All lines from the entries below that contain the string "warn" should be copied out.

◇ ◇ ◇

//! Lookup strategies: by id, by name, and full enumeration.

use std::sync::Arc;

use serde_json::Value;
use tracing::{debug, instrument, warn};
use xavyo_connector::error::{ConnectorError, ConnectorResult};
use xavyo_connector::operation::{ConnectorObject, Filter, Name, OperationOptions, Uid};
use xavyo_connector::traits::ResultsHandler;

use crate::classify::{kind_of, to_connector_error, FailureKind, RemoteOperation};
use crate::client::{Pager, RemoteApi, RemoteRequest};
use crate::config::MAX_PAGE_SIZE;
use crate::mapper::{AttributeMapper, RemoteResource};
use crate::membership::{list_group_memberships, list_user_memberships};
use crate::schema::{BoxObjectClass, NotFoundPolicy, Projection, SchemaRegistry};

/// Runs searches and single reads against the Box API.
pub struct QueryEngine {
    api: Arc<dyn RemoteApi>,
    registry: Arc<SchemaRegistry>,
    page_size: u32,
}

impl QueryEngine {
    pub fn new(api: Arc<dyn RemoteApi>, registry: Arc<SchemaRegistry>, page_size: u32) -> Self {
        Self {
            api,
            registry,
            page_size: page_size.clamp(1, MAX_PAGE_SIZE),
        }
    }

    fn page_size(&self, options: &OperationOptions) -> u32 {
        options
            .page_size
            .map_or(self.page_size, |size| size.clamp(1, MAX_PAGE_SIZE))
    }

    /// Stream the objects matching `filter` to `handler`.
    #[instrument(skip(self, options, handler), fields(object_class = class.host_name()))]
    pub async fn execute(
        &self,
        class: BoxObjectClass,
        filter: Option<Filter>,
        options: &OperationOptions,
        handler: &mut ResultsHandler<'_>,
    ) -> ConnectorResult<()> {
        let schema = self.registry.schema_for(class);
        let projection = Projection::from_options(schema, options);

        match filter {
            Some(Filter::Uid(uid)) => self.by_uid(class, &uid, &projection, handler).await,
            Some(Filter::Name(name)) => {
                self.by_name(class, &name, &projection, options, handler)
                    .await
            }
            None => self.enumerate(class, &projection, options, handler).await,
        }
    }

    async fn by_uid(
        &self,
        class: BoxObjectClass,
        uid: &Uid,
        projection: &Projection<'_>,
        handler: &mut ResultsHandler<'_>,
    ) -> ConnectorResult<()> {
        let request = RemoteRequest::get(format!("/{}/{}", class.collection(), uid.value()))
            .with_query("fields", projection.fields_param());

        let body = match self.api.invoke(request).await {
            Ok(response) => response.body,
            Err(e)
                if kind_of(&e, class.resource_kind(), RemoteOperation::Read)
                    == Some(FailureKind::NotFound) =>
            {
                return match self.registry.schema_for(class).not_found_policy() {
                    NotFoundPolicy::EmptyResult => {
                        warn!(uid = %uid, "Object not found, returning no results");
                        Ok(())
                    }
                    NotFoundPolicy::UnknownIdentity => {
                        warn!(uid = %uid, "Unknown uid");
                        Err(ConnectorError::unknown_uid(uid.value()))
                    }
                };
            }
            Err(e) => {
                return Err(to_connector_error(
                    e,
                    class.resource_kind(),
                    RemoteOperation::Read,
                    uid.value(),
                ))
            }
        };

        let object = self.materialize(class, projection, body).await?;
        handler(object);
        Ok(())
    }

    async fn by_name(
        &self,
        class: BoxObjectClass,
        name: &Name,
        projection: &Projection<'_>,
        options: &OperationOptions,
        handler: &mut ResultsHandler<'_>,
    ) -> ConnectorResult<()> {
        let wanted = name.value();
        let request = RemoteRequest::get(format!("/{}", class.collection()))
            .with_query("filter_term", wanted)
            .with_query("fields", projection.fields_param());
        let mut pager = Pager::new(self.api.as_ref(), request, self.page_size(options));

        while let Some(entries) = pager.next_page().await.map_err(|e| {
            to_connector_error(e, class.resource_kind(), RemoteOperation::List, wanted)
        })? {
            // filter_term is a prefix match; equality is checked here.
            let hit = entries.into_iter().find(|entry| {
                entry
                    .get(class.identity_field())
                    .and_then(Value::as_str)
                    .is_some_and(|candidate| candidate.eq_ignore_ascii_case(wanted))
            });

            if let Some(entry) = hit {
                let object = self.materialize(class, projection, entry).await?;
                handler(object);
                return Ok(());
            }
        }

        debug!(name = %wanted, "No object with this name");
        Ok(())
    }

    async fn enumerate(
        &self,
        class: BoxObjectClass,
        projection: &Projection<'_>,
        options: &OperationOptions,
        handler: &mut ResultsHandler<'_>,
    ) -> ConnectorResult<()> {
        let request = RemoteRequest::get(format!("/{}", class.collection()))
            .with_query("fields", projection.fields_param());
        let mut pager = Pager::new(self.api.as_ref(), request, self.page_size(options));
        let mut delivered = 0usize;

        while let Some(entries) = pager.next_page().await.map_err(|e| {
            to_connector_error(e, class.resource_kind(), RemoteOperation::List, class.collection())
        })? {
            for entry in entries {
                let object = self.materialize(class, projection, entry).await?;
                delivered += 1;
                if !handler(object) {
                    debug!(delivered, "Handler stopped the search");
                    return Ok(());
                }
            }
        }

        debug!(delivered, "Enumeration complete");
        Ok(())
    }

    /// Map one fetched entry, fetching memberships when the projection asks
    /// for them.
    async fn materialize(
        &self,
        class: BoxObjectClass,
        projection: &Projection<'_>,
        entry: Value,
    ) -> ConnectorResult<ConnectorObject> {
        let schema = self.registry.schema_for(class);
        let resource = RemoteResource::from_value(entry)?;

        let memberships = match (projection.needs_memberships(), resource.id()) {
            (true, Some(id)) => Some(match class {
                BoxObjectClass::User => {
                    list_user_memberships(self.api.as_ref(), id, self.page_size).await?
                }
                BoxObjectClass::Group => {
                    list_group_memberships(self.api.as_ref(), id, self.page_size).await?
                }
            }),
            _ => None,
        };

        AttributeMapper::new(schema).from_remote(&resource, projection, memberships.as_deref())
    }

    /// Current value of the identity field, read with a minimal projection.
    pub async fn current_identity(&self, class: BoxObjectClass, uid: &Uid) -> ConnectorResult<String> {
        let field = class.identity_field();
        let request = RemoteRequest::get(format!("/{}/{}", class.collection(), uid.value()))
            .with_query("fields", field);

        let body = self
            .api
            .invoke(request)
            .await
            .map_err(|e| {
                to_connector_error(e, class.resource_kind(), RemoteOperation::Read, uid.value())
            })?
            .body;

        body.get(field)
            .and_then(Value::as_str)
            .map(str::to_string)
            .ok_or_else(|| ConnectorError::Serialization {
                message: format!("{} {uid} without {field}", class.collection()),
            })
    }
}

◇ ◇ ◇

* Response for this exercise:
use tracing::{debug, instrument, warn};
                        warn!(uid = %uid, "Object not found, returning no results");
                        warn!(uid = %uid, "Unknown uid");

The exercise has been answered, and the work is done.